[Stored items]
>>>
//! Application configuration management.

use serde::Deserialize;

/// Application configuration.
#[derive(Debug, Clone, Default, Deserialize)]
pub struct AppConfig {
    /// Report computation configuration.
    #[serde(default)]
    pub report: ReportConfig,
    /// Logging configuration.
    #[serde(default)]
    pub logging: LoggingConfig,
}

/// Which journal entries feed the report.
#[derive(Debug, Clone, Copy, PartialEq, Eq, Default, Deserialize)]
#[serde(rename_all = "lowercase")]
pub enum TargetMoveSetting {
    /// Only posted entries.
    #[default]
    Posted,
    /// All entries, including drafts.
    All,
}

/// Report computation configuration.
#[derive(Debug, Clone, Deserialize)]
pub struct ReportConfig {
    /// IANA timezone used to turn date windows into datetime windows.
    #[serde(default = "default_timezone")]
    pub timezone: String,
    /// Default target move for report instances.
    #[serde(default)]
    pub target_move: TargetMoveSetting,
    /// chrono format string for dates shown in column headers.
    #[serde(default = "default_date_format")]
    pub date_format: String,
    /// Rendered text of a KPI whose formula divides by zero.
    #[serde(default = "default_div_by_zero_marker")]
    pub div_by_zero_marker: String,
    /// Rendered text of a KPI whose formula fails.
    #[serde(default = "default_error_marker")]
    pub error_marker: String,
}

fn default_timezone() -> String {
    "UTC".to_string()
}

fn default_date_format() -> String {
    "%Y-%m-%d".to_string()
}

fn default_div_by_zero_marker() -> String {
    "#DIV/0".to_string()
}

fn default_error_marker() -> String {
    "#ERR".to_string()
}

impl Default for ReportConfig {
    fn default() -> Self {
        Self {
            timezone: default_timezone(),
            target_move: TargetMoveSetting::default(),
            date_format: default_date_format(),
            div_by_zero_marker: default_div_by_zero_marker(),
            error_marker: default_error_marker(),
        }
    }
}

/// Logging configuration.
#[derive(Debug, Clone, Deserialize)]
pub struct LoggingConfig {
    /// Default `EnvFilter` directive, overridden by `RUST_LOG`.
    #[serde(default = "default_log_filter")]
    pub filter: String,
}

fn default_log_filter() -> String {
    "misbuilder=info".to_string()
}

impl Default for LoggingConfig {
    fn default() -> Self {
        Self {
            filter: default_log_filter(),
        }
    }
}

impl AppConfig {
    /// Loads configuration from environment and config files.
    ///
    /// # Errors
    ///
    /// Returns an error if configuration cannot be loaded.
    pub fn load() -> Result<Self, config::ConfigError> {
        let run_mode = std::env::var("RUN_MODE").unwrap_or_else(|_| "development".to_string());

        let config = config::Config::builder()
            .add_source(config::File::with_name("config/default").required(false))
            .add_source(config::File::with_name(&format!("config/{run_mode}")).required(false))
            .add_source(config::Environment::with_prefix("MISBUILDER").separator("__"))
            .build()?;

        config.try_deserialize()
    }
}
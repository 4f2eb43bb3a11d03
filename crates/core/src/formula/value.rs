//! Runtime values and the evaluation context.

use std::collections::BTreeMap;
use std::fmt;

use rust_decimal::Decimal;
use serde::Serialize;

use crate::domain::DomainValue;
use crate::gateway::RecordRow;

/// A value produced or consumed by a formula.
#[derive(Debug, Clone, PartialEq, Serialize)]
#[serde(untagged)]
pub enum Value {
    /// Absent value.
    Null,
    /// Boolean.
    Bool(bool),
    /// Decimal number.
    Number(Decimal),
    /// Text.
    Str(String),
    /// Ordered sequence.
    List(Vec<Value>),
    /// Named fields, e.g. one row of an auxiliary query.
    Record(BTreeMap<String, Value>),
}

impl Value {
    /// Python-style truthiness.
    #[must_use]
    pub fn is_truthy(&self) -> bool {
        match self {
            Self::Null => false,
            Self::Bool(b) => *b,
            Self::Number(n) => !n.is_zero(),
            Self::Str(s) => !s.is_empty(),
            Self::List(items) => !items.is_empty(),
            Self::Record(fields) => !fields.is_empty(),
        }
    }

    /// Name of the value's type, for error messages.
    #[must_use]
    pub const fn type_name(&self) -> &'static str {
        match self {
            Self::Null => "None",
            Self::Bool(_) => "bool",
            Self::Number(_) => "number",
            Self::Str(_) => "str",
            Self::List(_) => "list",
            Self::Record(_) => "record",
        }
    }

    /// Numeric view of the value; booleans count as 0 and 1.
    #[must_use]
    pub fn as_number(&self) -> Option<Decimal> {
        match self {
            Self::Number(n) => Some(*n),
            Self::Bool(b) => Some(if *b { Decimal::ONE } else { Decimal::ZERO }),
            _ => None,
        }
    }

    /// Returns true for `Null`.
    #[must_use]
    pub const fn is_null(&self) -> bool {
        matches!(self, Self::Null)
    }
}

impl fmt::Display for Value {
    fn fmt(&self, f: &mut fmt::Formatter<'_>) -> fmt::Result {
        match self {
            Self::Null => f.write_str("None"),
            Self::Bool(true) => f.write_str("True"),
            Self::Bool(false) => f.write_str("False"),
            Self::Number(n) => write!(f, "{}", n.normalize()),
            Self::Str(s) => f.write_str(s),
            Self::List(items) => {
                f.write_str("[")?;
                for (i, item) in items.iter().enumerate() {
                    if i > 0 {
                        f.write_str(", ")?;
                    }
                    write!(f, "{item}")?;
                }
                f.write_str("]")
            }
            Self::Record(fields) => {
                f.write_str("{")?;
                for (i, (name, value)) in fields.iter().enumerate() {
                    if i > 0 {
                        f.write_str(", ")?;
                    }
                    write!(f, "{name}: {value}")?;
                }
                f.write_str("}")
            }
        }
    }
}

impl From<Decimal> for Value {
    fn from(n: Decimal) -> Self {
        Self::Number(n)
    }
}

impl From<bool> for Value {
    fn from(b: bool) -> Self {
        Self::Bool(b)
    }
}

impl From<&str> for Value {
    fn from(s: &str) -> Self {
        Self::Str(s.to_string())
    }
}

impl From<String> for Value {
    fn from(s: String) -> Self {
        Self::Str(s)
    }
}

impl<T: Into<Self>> From<Option<T>> for Value {
    fn from(value: Option<T>) -> Self {
        value.map_or(Self::Null, Into::into)
    }
}

impl From<DomainValue> for Value {
    fn from(value: DomainValue) -> Self {
        match value {
            DomainValue::Null => Self::Null,
            DomainValue::Bool(b) => Self::Bool(b),
            DomainValue::Number(n) => Self::Number(n),
            DomainValue::Str(s) => Self::Str(s),
            DomainValue::Date(d) => Self::Str(d.to_string()),
            DomainValue::DateTime(dt) => Self::Str(dt.format("%Y-%m-%d %H:%M:%S").to_string()),
            DomainValue::Id(id) => Self::Str(id.to_string()),
            DomainValue::List(items) => Self::List(items.into_iter().map(Self::from).collect()),
        }
    }
}

impl From<RecordRow> for Value {
    fn from(row: RecordRow) -> Self {
        Self::Record(row.into_iter().map(|(k, v)| (k, Self::from(v))).collect())
    }
}

/// Named variables visible to a formula.
#[derive(Debug, Clone, Default)]
pub struct Context {
    vars: BTreeMap<String, Value>,
}

impl Context {
    /// Creates an empty context.
    #[must_use]
    pub fn new() -> Self {
        Self::default()
    }

    /// Binds `name` to `value`, replacing any previous binding.
    pub fn set(&mut self, name: impl Into<String>, value: impl Into<Value>) {
        self.vars.insert(name.into(), value.into());
    }

    /// Looks up `name`.
    #[must_use]
    pub fn get(&self, name: &str) -> Option<&Value> {
        self.vars.get(name)
    }

    /// Returns true if `name` is bound.
    #[must_use]
    pub fn contains(&self, name: &str) -> bool {
        self.vars.contains_key(name)
    }
}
<<<
**Problem to solve:** Which of the lines above contain "Rendered"? Return them all.

**Response:**
    /// Rendered text of a KPI whose formula divides by zero.
    /// Rendered text of a KPI whose formula fails.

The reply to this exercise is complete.